Correlation Between SCB X and Asia Plus
Can any of the company-specific risk be diversified away by investing in both SCB X and Asia Plus at the same time? Although using a correlation coefficient on its own may not help to predict future stock returns, this module helps to understand the diversifiable risk of combining SCB X and Asia Plus into the same portfolio, which is an essential part of the fundamental portfolio management process.
By analyzing existing cross correlation between SCB X Public and Asia Plus Group, you can compare the effects of market volatilities on SCB X and Asia Plus and check how they will diversify away market risk if combined in the same portfolio for a given time horizon. You can also utilize pair trading strategies of matching a long position in SCB X with a short position of Asia Plus. Check out your portfolio center. Please also check ongoing floating volatility patterns of SCB X and Asia Plus.
Diversification Opportunities for SCB X and Asia Plus
Very weak diversification
The 3 months correlation between SCB and Asia is 0.42. Overlapping area represents the amount of risk that can be diversified away by holding SCB X Public and Asia Plus Group in the same portfolio, assuming nothing else is changed.
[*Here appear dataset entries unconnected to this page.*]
//! Error types for configuration, payload decoding, and event extraction.
//!
//! Extraction and codec failures never cross the decision boundary - they are
//! logged and degrade to "no event observed" at the extractor seam.

use thiserror::Error;

/// Configuration validation errors
#[derive(Debug, Clone, Error)]
pub enum ConfigError {
    /// Threshold out of range
    #[error("invalid threshold: {0}")]
    InvalidThreshold(String),
    /// Duration window out of range
    #[error("invalid duration: {0}")]
    InvalidDuration(String),
    /// Invalid size or count limit
    #[error("invalid limit: {0}")]
    InvalidLimit(String),
    /// General configuration error
    #[error("invalid configuration: {0}")]
    Invalid(String),
}

/// Structural decode failures for the transaction envelope encoding
#[derive(Debug, Clone, Error)]
pub enum CodecError {
    /// Input ended inside a value
    #[error("unexpected end of input")]
    UnexpectedEnd,
    /// Leading byte does not start any known value
    #[error("unknown token byte 0x{0:02x}")]
    UnknownToken(u8),
    /// Length prefix is empty or not decimal digits
    #[error("malformed length prefix")]
    BadLength,
    /// Declared length runs past the end of the input
    #[error("declared length {wanted} exceeds remaining {available} bytes")]
    LengthOverrun { wanted: usize, available: usize },
    /// Integer is empty, malformed, or does not fit in 64 bits
    #[error("malformed integer")]
    BadInteger,
    /// Dictionary key is not a byte string or text string
    #[error("dictionary key must be a string")]
    BadKey,
    /// Text string is not valid UTF-8
    #[error("invalid utf-8 in text string: {0}")]
    InvalidUtf8(#[from] std::str::Utf8Error),
    /// Nested containers exceed the depth guard
    #[error("nesting deeper than {0} levels")]
    NestingTooDeep(usize),
    /// Bytes remain after the root value
    #[error("{0} trailing bytes after value")]
    TrailingBytes(usize),
}

/// Failures while recovering a signer identity from a request body
#[derive(Debug, Clone, Error)]
pub enum ExtractError {
    /// Submission marker present but no payload markers found
    #[error("no transaction payload located in body")]
    MissingPayload,
    /// Payload slice is not valid hex text
    #[error("invalid payload hex: {0}")]
    InvalidHex(#[from] hex::FromHexError),
    /// Payload decoded but is structurally invalid
    #[error(transparent)]
    Codec(#[from] CodecError),
    /// Decoded envelope is not a dictionary
    #[error("transaction envelope is not a dictionary")]
    NotADictionary,
    /// Envelope dictionary has no signer entry
    #[error("transaction envelope has no signer field")]
    MissingSigner,
    /// Signer entry is not a byte string
    #[error("signer field is not a byte string")]
    SignerType,
    /// Signer entry is present but the wrong shape
    #[error("signer field must be {expected} bytes, got {got}")]
    SignerWidth { expected: usize, got: usize },
    /// Probe marker present but no quoted address literal found
    #[error("no address literal in probe body")]
    MissingAddress,
    /// Address literal is the wrong number of hex digits
    #[error("address must be {expected} hex digits, got {got}")]
    AddressWidth { expected: usize, got: usize },
}
//! Origin-signer association registry.
//!
//! Many-to-many store linking each request origin to the distinct signer
//! identities observed from it. Associations only grow: nothing in the
//! decision logic removes one. With `max_origins` configured, whole origins
//! are evicted least-recently-touched (see [`crate::bounded`]).

use crate::bounded::BoundedMap;
use crate::domain::types::{Origin, SignerId};
use chrono::{DateTime, Utc};
use std::collections::HashSet;
use std::num::NonZeroUsize;
use tracing::debug;

/// Shared origin-to-signer association store
pub struct AssociationRegistry {
    origins: BoundedMap<Origin, HashSet<SignerId>>,
}

impl AssociationRegistry {
    pub fn new(max_origins: Option<NonZeroUsize>) -> Self {
        Self {
            origins: BoundedMap::new(max_origins),
        }
    }

    /// Idempotently add `signer` to the origin's set. Returns true when this
    /// is a new association.
    pub fn register(&self, origin: &Origin, signer: SignerId, now: DateTime<Utc>) -> bool {
        let newly = self.origins.upsert(
            origin.clone(),
            now.timestamp_millis(),
            HashSet::new,
            |signers, _| signers.insert(signer),
        );
        if newly {
            debug!(origin = %origin, signer = %signer, "Recorded new origin-signer association");
        }
        newly
    }

    /// Number of distinct signers ever linked to `origin`; 0 if unseen.
    pub fn associated_count(&self, origin: &Origin, now: DateTime<Utc>) -> usize {
        self.origins
            .read(origin, now.timestamp_millis(), |signers| signers.len())
            .unwrap_or(0)
    }

    /// Whether `origin` has at least one registered signer.
    pub fn has_any_association(&self, origin: &Origin, now: DateTime<Utc>) -> bool {
        self.origins
            .read(origin, now.timestamp_millis(), |_| ())
            .is_some()
    }

    /// Number of origins currently tracked
    pub fn origin_count(&self) -> usize {
        self.origins.len()
    }
}
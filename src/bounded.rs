//! Sharded map with an optional capacity bound.
//!
//! Registry and ledger entries are never removed by the decision logic, so a
//! long-running deployment caps them here instead: every entry carries a
//! last-touch stamp and the least recently touched entries are evicted when an
//! insert would pass the cap. With no capacity configured this is a plain
//! sharded map.
//!
//! The bound is approximate under concurrency - eviction never holds a key
//! guard while it scans, so simultaneous inserts can briefly overshoot the
//! cap. Evicting an entry forgets its state (a managed signer is released
//! early, an origin loses its associations); capacity must be sized for the
//! deployment's origin and signer cardinality.

use dashmap::mapref::entry::Entry;
use dashmap::DashMap;
use std::hash::Hash;
use std::num::NonZeroUsize;
use tracing::debug;

struct Slot<V> {
    value: V,
    touched_ms: i64,
}

/// Sharded key-value store with least-recently-touched eviction past an
/// optional capacity.
pub struct BoundedMap<K, V> {
    inner: DashMap<K, Slot<V>>,
    capacity: Option<NonZeroUsize>,
}

impl<K, V> BoundedMap<K, V>
where
    K: Eq + Hash + Clone,
{
    pub fn new(capacity: Option<NonZeroUsize>) -> Self {
        Self {
            inner: DashMap::new(),
            capacity,
        }
    }

    pub fn len(&self) -> usize {
        self.inner.len()
    }

    pub fn is_empty(&self) -> bool {
        self.inner.is_empty()
    }

    /// Mutate the entry for `key` under its shard guard, creating it with
    /// `init` if absent. `update` receives the value and whether it was just
    /// inserted. Touches the entry.
    pub fn upsert<R>(
        &self,
        key: K,
        now_ms: i64,
        init: impl FnOnce() -> V,
        update: impl FnOnce(&mut V, bool) -> R,
    ) -> R {
        if self.capacity.is_some() && !self.inner.contains_key(&key) {
            self.make_room();
        }

        match self.inner.entry(key) {
            Entry::Occupied(mut occupied) => {
                let slot = occupied.get_mut();
                slot.touched_ms = now_ms;
                update(&mut slot.value, false)
            }
            Entry::Vacant(vacant) => {
                let mut slot = vacant.insert(Slot {
                    value: init(),
                    touched_ms: now_ms,
                });
                update(&mut slot.value, true)
            }
        }
    }

    /// Read the entry for `key`, refreshing its last-touch stamp.
    pub fn read<R>(&self, key: &K, now_ms: i64, f: impl FnOnce(&V) -> R) -> Option<R> {
        let mut slot = self.inner.get_mut(key)?;
        slot.touched_ms = now_ms;
        Some(f(&slot.value))
    }

    /// Read the entry for `key` without touching it. For introspection only.
    pub fn peek<R>(&self, key: &K, f: impl FnOnce(&V) -> R) -> Option<R> {
        self.inner.get(key).map(|slot| f(&slot.value))
    }

    /// Evict least recently touched entries until an insert fits the cap.
    fn make_room(&self) {
        let Some(capacity) = self.capacity else {
            return;
        };
        let capacity = capacity.get();
        if self.inner.len() < capacity {
            return;
        }

        let mut stamps: Vec<(K, i64)> = self
            .inner
            .iter()
            .map(|entry| (entry.key().clone(), entry.value().touched_ms))
            .collect();
        stamps.sort_by_key(|(_, touched_ms)| *touched_ms);

        let excess = stamps.len().saturating_sub(capacity - 1);
        let mut evicted = 0usize;
        for (key, _) in stamps.into_iter().take(excess) {
            if self.inner.remove(&key).is_some() {
                evicted += 1;
            }
        }
        debug!(evicted, capacity, "Evicted least recently touched entries");
    }
}
//! Per-signer throttle ledger.
//!
//! Each signer observed in over-threshold submissions moves through a three
//! state machine: Untracked (no record), Tracked (recency baseline recorded),
//! Managed (blocked for a bounded window). A whole transition runs under the
//! signer's shard guard, so concurrent submissions for one signer serialize
//! into some valid order. The ledger is origin-agnostic; the decision engine
//! decides when a submission reaches it at all.

use crate::bounded::BoundedMap;
use crate::domain::types::{SignerId, Verdict};
use chrono::{DateTime, TimeDelta, Utc};
use std::num::NonZeroUsize;
use std::time::Duration;

/// Throttle state for one signer
#[derive(Debug, Clone, Copy)]
pub struct ThrottleRecord {
    last_activity_at: DateTime<Utc>,
    managed_since: Option<DateTime<Utc>>,
}

impl ThrottleRecord {
    fn tracked(now: DateTime<Utc>) -> Self {
        Self {
            last_activity_at: now,
            managed_since: None,
        }
    }

    /// Advance the record for one activity at `now`. Negative elapsed times
    /// (out-of-order timestamps) clamp to zero, which reads as "no time has
    /// passed" and takes the conservative branch.
    fn apply(
        &mut self,
        now: DateTime<Utc>,
        min_activity_interval: Duration,
        management_duration: Duration,
        interval_delta: TimeDelta,
    ) -> LedgerOutcome {
        match self.managed_since {
            Some(managed_since) => {
                let elapsed = elapsed_since(now, managed_since);
                if elapsed > management_duration {
                    // Management lapsed. Shift the baseline one interval into
                    // the past so the next activity is judged on its own.
                    self.managed_since = None;
                    self.last_activity_at = now - interval_delta;
                    LedgerOutcome::Restored
                } else {
                    LedgerOutcome::StillManaged {
                        remaining: management_duration - elapsed,
                    }
                }
            }
            None => {
                let elapsed = elapsed_since(now, self.last_activity_at);
                if elapsed >= min_activity_interval {
                    self.last_activity_at = now;
                    LedgerOutcome::IntervalReset
                } else {
                    self.managed_since = Some(now);
                    self.last_activity_at = now;
                    LedgerOutcome::Escalated {
                        remaining: management_duration,
                    }
                }
            }
        }
    }
}

/// What one recorded activity did to the signer's record
#[derive(Debug, Clone, Copy, PartialEq, Eq)]
pub enum LedgerOutcome {
    /// Untracked signer got its first baseline
    FirstTracked,
    /// Interval elapsed; baseline refreshed
    IntervalReset,
    /// Activity recurred too soon; signer is now managed
    Escalated { remaining: Duration },
    /// Signer is managed and the window has not lapsed
    StillManaged { remaining: Duration },
    /// Management window lapsed; signer back to tracked
    Restored,
}

impl LedgerOutcome {
    pub fn verdict(&self) -> Verdict {
        match self {
            Self::FirstTracked | Self::IntervalReset | Self::Restored => Verdict::Allow,
            Self::Escalated { .. } | Self::StillManaged { .. } => Verdict::Deny,
        }
    }

    /// Management time left, present on denying outcomes.
    pub fn remaining(&self) -> Option<Duration> {
        match self {
            Self::Escalated { remaining } | Self::StillManaged { remaining } => Some(*remaining),
            _ => None,
        }
    }
}

/// Snapshot of a signer's current state, for introspection and tests
#[derive(Debug, Clone, Copy, PartialEq, Eq)]
pub enum SignerState {
    Untracked,
    Tracked {
        last_activity_at: DateTime<Utc>,
    },
    Managed {
        managed_since: DateTime<Utc>,
        last_activity_at: DateTime<Utc>,
    },
}

/// Shared per-signer throttle state
pub struct ThrottleLedger {
    records: BoundedMap<SignerId, ThrottleRecord>,
    min_activity_interval: Duration,
    management_duration: Duration,
    interval_delta: TimeDelta,
}

impl ThrottleLedger {
    pub fn new(
        min_activity_interval: Duration,
        management_duration: Duration,
        max_signers: Option<NonZeroUsize>,
    ) -> Self {
        Self {
            records: BoundedMap::new(max_signers),
            min_activity_interval,
            management_duration,
            interval_delta: clamped_delta(min_activity_interval),
        }
    }

    /// Record one activity for `signer` at `now` and return the transition.
    /// The read-modify-write runs under the signer's shard guard.
    pub fn record_activity(&self, signer: SignerId, now: DateTime<Utc>) -> LedgerOutcome {
        self.records.upsert(
            signer,
            now.timestamp_millis(),
            || ThrottleRecord::tracked(now),
            |record, inserted| {
                if inserted {
                    LedgerOutcome::FirstTracked
                } else {
                    record.apply(
                        now,
                        self.min_activity_interval,
                        self.management_duration,
                        self.interval_delta,
                    )
                }
            },
        )
    }

    /// Current state of `signer` without touching its recency.
    pub fn state_of(&self, signer: &SignerId) -> SignerState {
        self.records
            .peek(signer, |record| match record.managed_since {
                Some(managed_since) => SignerState::Managed {
                    managed_since,
                    last_activity_at: record.last_activity_at,
                },
                None => SignerState::Tracked {
                    last_activity_at: record.last_activity_at,
                },
            })
            .unwrap_or(SignerState::Untracked)
    }

    /// Number of signers with a record
    pub fn signer_count(&self) -> usize {
        self.records.len()
    }
}

fn elapsed_since(now: DateTime<Utc>, earlier: DateTime<Utc>) -> Duration {
    now.signed_duration_since(earlier)
        .to_std()
        .unwrap_or(Duration::ZERO)
}

/// Millisecond-precision delta, clamped so arithmetic on timestamps cannot
/// leave the representable range for any validated window.
fn clamped_delta(duration: Duration) -> TimeDelta {
    TimeDelta::milliseconds(duration.as_millis().min(i64::MAX as u128) as i64)
}
//! Time source trait for testability.

use chrono::{DateTime, Utc};
use std::sync::{Arc, Mutex};
use std::time::Duration;

/// Wall-clock source consulted once per captured request
pub trait Clock: Send + Sync {
    fn now(&self) -> DateTime<Utc>;
}

/// System time implementation
#[derive(Debug, Default, Clone, Copy)]
pub struct SystemClock;

impl Clock for SystemClock {
    fn now(&self) -> DateTime<Utc> {
        Utc::now()
    }
}

/// Manually advanced clock for deterministic tests.
///
/// Clones share the same underlying time value.
#[derive(Debug, Clone)]
pub struct ManualClock {
    current: Arc<Mutex<DateTime<Utc>>>,
}

impl ManualClock {
    pub fn new(start: DateTime<Utc>) -> Self {
        Self {
            current: Arc::new(Mutex::new(start)),
        }
    }

    pub fn advance(&self, duration: Duration) {
        let mut time = self
            .current
            .lock()
            .expect("ManualClock mutex poisoned - a test thread panicked while holding the lock");
        *time += chrono::TimeDelta::milliseconds(duration.as_millis().min(i64::MAX as u128) as i64);
    }

    pub fn set(&self, at: DateTime<Utc>) {
        let mut time = self
            .current
            .lock()
            .expect("ManualClock mutex poisoned - a test thread panicked while holding the lock");
        *time = at;
    }
}

impl Clock for ManualClock {
    fn now(&self) -> DateTime<Utc> {
        *self
            .current
            .lock()
            .expect("ManualClock mutex poisoned - a test thread panicked while holding the lock")
    }
}

#[cfg(test)]
mod tests {
    use super::*;

    #[test]
    fn test_manual_clock_advances() {
        let start = DateTime::from_timestamp_millis(1_700_000_000_000).unwrap();
        let clock = ManualClock::new(start);

        assert_eq!(clock.now(), start);

        clock.advance(Duration::from_secs(10));
        assert_eq!(clock.now(), start + chrono::TimeDelta::seconds(10));

        let later = start + chrono::TimeDelta::minutes(5);
        clock.set(later);
        assert_eq!(clock.now(), later);
    }

    #[test]
    fn test_clones_share_time() {
        let start = DateTime::from_timestamp_millis(1_700_000_000_000).unwrap();
        let clock = ManualClock::new(start);
        let other = clock.clone();

        other.advance(Duration::from_secs(30));
        assert_eq!(clock.now(), start + chrono::TimeDelta::seconds(30));
    }

    #[test]
    fn test_system_clock_is_sane() {
        // Anything after 2023 counts as a working clock here
        let now = SystemClock.now();
        assert!(now.timestamp() > 1_700_000_000);
    }
}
The correlation between historical prices or returns on Asia Plus Group and SCB X is a relative statistical measure of the degree to which these equity instruments tend to move together. The correlation coefficient measures the extent to which returns on SCB X Public are associated (or correlated) with Asia Plus. Values of the correlation coefficient range from -1 to +1, where. The correlation of zero (0) is possible when the price movement of Asia Plus Group has no effect on the direction of SCB X i.e., SCB X and Asia Plus go up and down completely randomly.
Pair Corralation between SCB X and Asia Plus
Assuming the 90 days trading horizon SCB X Public is expected to generate 0.69 times more return on investment than Asia Plus. However, SCB X Public is 1.45 times less risky than Asia Plus. It trades about 0.13 of its potential returns per unit of risk. Asia Plus Group is currently generating about 0.08 per unit of risk. If you would invest 10,451 in SCB X Public on August 31, 2024 and sell it today you would earn a total of 949.00 from holding SCB X Public or generate 9.08% return on investment over 90 days.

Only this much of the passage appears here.